Sarah Guo
Founder of Conviction VC; investor and writer on AI infrastructure risk; coined “dark code” to describe emergent, unattributable production behavior in agent-driven systems.
Last updated: 2026-04-16
Overview
Sarah Guo is the founder of Conviction, an AI-focused venture fund with a portfolio spanning many early-stage AI companies. Her writing draws on cross-portfolio pattern recognition — she sees the same structural failure modes across companies before they become widely understood.
“Dark code” (April 2026) is her most cited concept: production behavior that nobody can explain end-to-end, arising from agents selecting tools at runtime and natural language acting as a control plane.
Key Ideas
- Dark code — behavior in production that emerges from runtime agent decisions, without anyone holding a complete mental model. Attributable to no single actor. Invisible to existing security tooling (SOC 2, encryption at rest).

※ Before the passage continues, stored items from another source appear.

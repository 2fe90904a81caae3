use std::{
    collections::VecDeque,
    future::Future,
    path::{Path, PathBuf},
    sync::{
        Mutex,
        atomic::{AtomicUsize, Ordering},
    },
    time::{Duration, SystemTime, UNIX_EPOCH},
};

use async_trait::async_trait;
use proptest::test_runner::TestCaseError;

use crate::{
    notification::Notifier,
    reminder::FiredReminder,
    scheduling::ReminderDelivery,
    speech::{ACTIVATION_TEXT, DisplayWakeLock, PlaybackError, SpeechPlatform, Utterance, Voice},
};

/// Runs an async property test on a paused current-thread runtime.
pub fn tokio_ct(
    future: impl Future<Output = Result<(), TestCaseError>>,
) -> Result<(), TestCaseError> {
    tokio::runtime::Builder::new_current_thread()
        .enable_all()
        .start_paused(true)
        .build()
        .unwrap()
        .block_on(future)
}

/// A scratch directory removed on drop.
pub struct TempDir {
    path: PathBuf,
}

impl TempDir {
    pub fn new(prefix: &str) -> Self {
        static COUNTER: AtomicUsize = AtomicUsize::new(0);
        let nanos = SystemTime::now()
            .duration_since(UNIX_EPOCH)
            .unwrap()
            .subsec_nanos();
        let path = std::env::temp_dir().join(format!(
            "study-reminder-{prefix}-{}-{nanos}-{}",
            std::process::id(),
            COUNTER.fetch_add(1, Ordering::SeqCst)
        ));
        std::fs::create_dir_all(&path).unwrap();
        Self { path }
    }

    pub fn path(&self) -> &Path {
        &self.path
    }
}

impl Drop for TempDir {
    fn drop(&mut self) {
        let _ = std::fs::remove_dir_all(&self.path);
    }
}

#[derive(Default)]
pub struct RecordingNotifier {
    shown: Mutex<Vec<(String, String)>>,
}

impl RecordingNotifier {
    pub fn titles(&self) -> Vec<String> {
        self.shown.lock().unwrap().iter().map(|(t, _)| t.clone()).collect()
    }

    pub fn bodies(&self) -> Vec<String> {
        self.shown.lock().unwrap().iter().map(|(_, b)| b.clone()).collect()
    }
}

impl Notifier for RecordingNotifier {
    fn notify(&self, title: &str, body: &str) {
        self.shown
            .lock()
            .unwrap()
            .push((title.to_owned(), body.to_owned()));
    }
}

#[derive(Default)]
pub struct RecordingDelivery {
    delivered: Mutex<Vec<FiredReminder>>,
}

impl RecordingDelivery {
    pub fn delivered(&self) -> Vec<FiredReminder> {
        self.delivered.lock().unwrap().clone()
    }

    pub fn count(&self) -> usize {
        self.delivered.lock().unwrap().len()
    }
}

#[async_trait]
impl ReminderDelivery for RecordingDelivery {
    async fn deliver(&self, reminder: &FiredReminder) {
        self.delivered.lock().unwrap().push(reminder.clone());
    }
}

#[derive(Default)]
pub struct RecordingWakeLock {
    acquired: AtomicUsize,
    released: AtomicUsize,
}

impl RecordingWakeLock {
    pub fn acquired(&self) -> usize {
        self.acquired.load(Ordering::SeqCst)
    }

    pub fn released(&self) -> usize {
        self.released.load(Ordering::SeqCst)
    }
}

impl DisplayWakeLock for RecordingWakeLock {
    fn acquire(&self) {
        self.acquired.fetch_add(1, Ordering::SeqCst);
    }

    fn release(&self) {
        self.released.fetch_add(1, Ordering::SeqCst);
    }
}

/// Speech platform with scripted outcomes. Real utterances take
/// `utterance_duration` of tokio time; activation utterances finish at once.
pub struct ScriptedPlatform {
    available: bool,
    utterance_duration: Duration,
    outcomes: Mutex<VecDeque<Result<(), PlaybackError>>>,
    activation_blocked: Mutex<bool>,
    spoken: Mutex<Vec<Utterance>>,
    active: AtomicUsize,
    max_active: AtomicUsize,
}

impl ScriptedPlatform {
    pub fn new(utterance_duration: Duration) -> Self {
        Self {
            available: true,
            utterance_duration,
            outcomes: Mutex::new(VecDeque::new()),
            activation_blocked: Mutex::new(false),
            spoken: Mutex::new(Vec::new()),
            active: AtomicUsize::new(0),
            max_active: AtomicUsize::new(0),
        }
    }

    pub fn unavailable() -> Self {
        Self {
            available: false,
            ..Self::new(Duration::ZERO)
        }
    }

    /// Outcomes of the next real utterances, in order; later ones succeed.
    pub fn script(&self, outcomes: impl IntoIterator<Item = Result<(), PlaybackError>>) {
        self.outcomes.lock().unwrap().extend(outcomes);
    }

    pub fn block_activation(&self) {
        *self.activation_blocked.lock().unwrap() = true;
    }

    pub fn spoken(&self) -> Vec<Utterance> {
        self.spoken.lock().unwrap().clone()
    }

    pub fn spoken_texts(&self) -> Vec<String> {
        self.spoken()
            .into_iter()
            .filter(|u| u.text != ACTIVATION_TEXT)
            .map(|u| u.text)
            .collect()
    }

    pub fn activation_count(&self) -> usize {
        self.spoken()
            .iter()
            .filter(|u| u.text == ACTIVATION_TEXT)
            .count()
    }

    pub fn max_concurrent(&self) -> usize {
        self.max_active.load(Ordering::SeqCst)
    }
}

#[async_trait]
impl SpeechPlatform for ScriptedPlatform {
    async fn is_available(&self) -> bool {
        self.available
    }

    async fn voices(&self) -> Vec<Voice> {
        vec![Voice::new("test-zh", "zh-CN")]
    }

    async fn speak(&self, utterance: &Utterance) -> Result<(), PlaybackError> {
        self.spoken.lock().unwrap().push(utterance.clone());

        if utterance.text == ACTIVATION_TEXT {
            return if *self.activation_blocked.lock().unwrap() {
                Err(PlaybackError::Blocked)
            } else {
                Ok(())
            };
        }

        let active = self.active.fetch_add(1, Ordering::SeqCst) + 1;
        self.max_active.fetch_max(active, Ordering::SeqCst);
        tokio::time::sleep(self.utterance_duration).await;
        self.active.fetch_sub(1, Ordering::SeqCst);

        self.outcomes.lock().unwrap().pop_front().unwrap_or(Ok(()))
    }
}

- Normal accidents in AI systems — borrowing Perrow’s term: failures not caused by error, but built into the structure of systems too complex for operators to hold in mind. The SOC 2 report looks the same whether you have 3 agent workflows or 300.
- Distributed builder risk — non-technical people can now create production-adjacent behavior in English. System-creating power is widely distributed; accountability is not. This is qualitatively different from SaaS sprawl.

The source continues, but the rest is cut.